The cerebellum of our brain that was once believed only limited to movement control has now been associated with playing a key role in higher functions like attention, thinking, planning and decision-making, researchers have found.
The cerebellum is like the person at the end of an assembly line, the researchers said, adding "it's where all your thoughts and actions get refined and quality controlled."
Only 20 per cent of it is devoted to movement, roughly the same amount as in the cerebral cortex -- the crumpled outer layer of the brain, the remaining 80 per cent is occupied by networks involved in higher-order cognition.
These include the attention network; the default network, which has to do with daydreaming, recalling memories and just idly thinking; and two networks that oversee executive functions such as decision-making and planning.
"Everyone thought the cerebellum was about movement. If your cerebellum is damaged, you can't move smoothly -- your hand jerks around when you try to reach for something.
"Our research strongly suggests that just as the cerebellum serves as a quality check on movement, it also checks your thoughts as well -- smoothing them out, correcting them, perfecting things," Dosenbach said.
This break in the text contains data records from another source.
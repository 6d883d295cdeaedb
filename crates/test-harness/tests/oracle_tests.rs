//! Tests for verification oracles.

use linkage_harness::helpers::linspace;
use linkage_harness::oracle::*;
use linkage_harness::scenarios;
use linkage_solver::{DriveInput, Order};

// ── Closure Oracle Tests ────────────────────────────────────────────────

#[test]
fn loop_closure_passes_for_solved_slider_crank() {
    let s = scenarios::slider_crank(1.0, 3.0, 40).unwrap();
    let t = s.run().unwrap();
    for order in Order::ALL {
        let v = check_loop_closure(&s.mechanism, &t, &s.drive, order, 1e-7);
        assert!(v.passed, "{} should pass: {}", v.oracle_name, v.detail);
        assert!(v.value.unwrap() <= 1e-7);
    }
}

#[test]
fn loop_closure_fails_against_other_mechanism() {
    let s = scenarios::slider_crank(1.0, 3.0, 40).unwrap();
    let t = s.run().unwrap();
    let longer_rod = scenarios::slider_crank(1.0, 3.5, 40).unwrap();
    let v = check_loop_closure(&longer_rod.mechanism, &t, &s.drive, Order::Position, 1e-7);
    assert!(!v.passed, "residual should reveal the wrong rod: {}", v.detail);
    assert!(v.value.unwrap() > 0.1);
}

#[test]
fn converged_oracle_reports_iterations() {
    let s = scenarios::four_bar(30).unwrap();
    let t = s.run().unwrap();
    let v = check_converged(&t, 1e-10);
    assert!(v.passed, "{}", v.detail);
    assert_eq!(v.value, Some(t.total_iterations() as f64));
    assert!(!check_converged(&t, -1.0).passed);
}

// ── Differencing Oracle Tests ───────────────────────────────────────────

#[test]
fn rate_consistency_passes_for_rotating_link() {
    let s = scenarios::rotating_link(0.0, 1.0, 200).unwrap();
    let t = s.run().unwrap();
    let v = check_rate_consistency(&t, Order::Velocity, 1e-3);
    assert!(v.passed, "{}", v.detail);
    let a = check_rate_consistency(&t, Order::Acceleration, 1e-3);
    assert!(a.passed, "{}", a.detail);
}

#[test]
fn rate_consistency_detects_wrong_time_base() {
    // Same angles, but stamped as if they took twice as long.
    let s = scenarios::rotating_link(0.0, 1.0, 100).unwrap();
    let times = linspace(0.0, 4.0 * std::f64::consts::PI, 100);
    let drive = DriveInput::new(
        s.drive.series(Order::Position).to_vec(),
        s.drive.series(Order::Velocity).to_vec(),
        s.drive.series(Order::Acceleration).to_vec(),
    )
    .unwrap()
    .with_times(times)
    .unwrap();
    let s = s.with_drive(drive);
    let t = s.run().unwrap();
    let v = check_rate_consistency(&t, Order::Velocity, 1e-2);
    assert!(!v.passed, "{}", v.detail);
}

#[test]
fn rate_consistency_needs_time_stamps() {
    let s = scenarios::rotating_link(0.0, 1.0, 10).unwrap();
    let untimed = DriveInput::new(
        s.drive.series(Order::Position).to_vec(),
        s.drive.series(Order::Velocity).to_vec(),
        s.drive.series(Order::Acceleration).to_vec(),
    )
    .unwrap();
    let s = s.with_drive(untimed);
    let t = s.run().unwrap();
    assert!(t.times().is_none());
    assert!(!check_rate_consistency(&t, Order::Velocity, 1.0).passed);
    assert!(!check_rate_consistency(&t, Order::Position, 1.0).passed);
    // Without time stamps only the closure checks run.
    assert_eq!(
        run_trajectory_checks(&s.mechanism, &t, &s.drive, Tolerances::default()).len(),
        4
    );
}

// ── Reproducibility Tests ───────────────────────────────────────────────

#[test]
fn determinism_passes_for_repeated_runs() {
    let s = scenarios::whitworth(60).unwrap();
    let first = s.run().unwrap();
    let second = s.run().unwrap();
    let v = check_determinism(&first, &second);
    assert!(v.passed, "{}", v.detail);
}

#[test]
fn determinism_fails_for_different_drives() {
    let fast = scenarios::slider_crank(1.0, 3.0, 20).unwrap();
    let first = fast.run().unwrap();
    let drive = DriveInput::constant_speed(0.1, 1.0, &linspace(0.0, 1.0, 20));
    let slow = scenarios::slider_crank(1.0, 3.0, 20).unwrap().with_drive(drive);
    let second = slow.run().unwrap();
    let v = check_determinism(&first, &second);
    assert!(!v.passed);
    assert!(v.detail.contains("sample 0"), "{}", v.detail);
}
For the study, published in the journal Neuron, the team had access to more than 10 hours of scans on each of 10 people and used the cortex's networks as a template to identify the networks in the cerebellum.
The researchers measured the timing of brain activity and found that the cerebellum was consistently the last step in neurologic circuits.
Signals were received through sensory systems and processed in intermediate networks in the cerebral cortex before being sent to the cerebellum where they underwent final quality checks before the output is sent back to the cerebral cortex for implementation.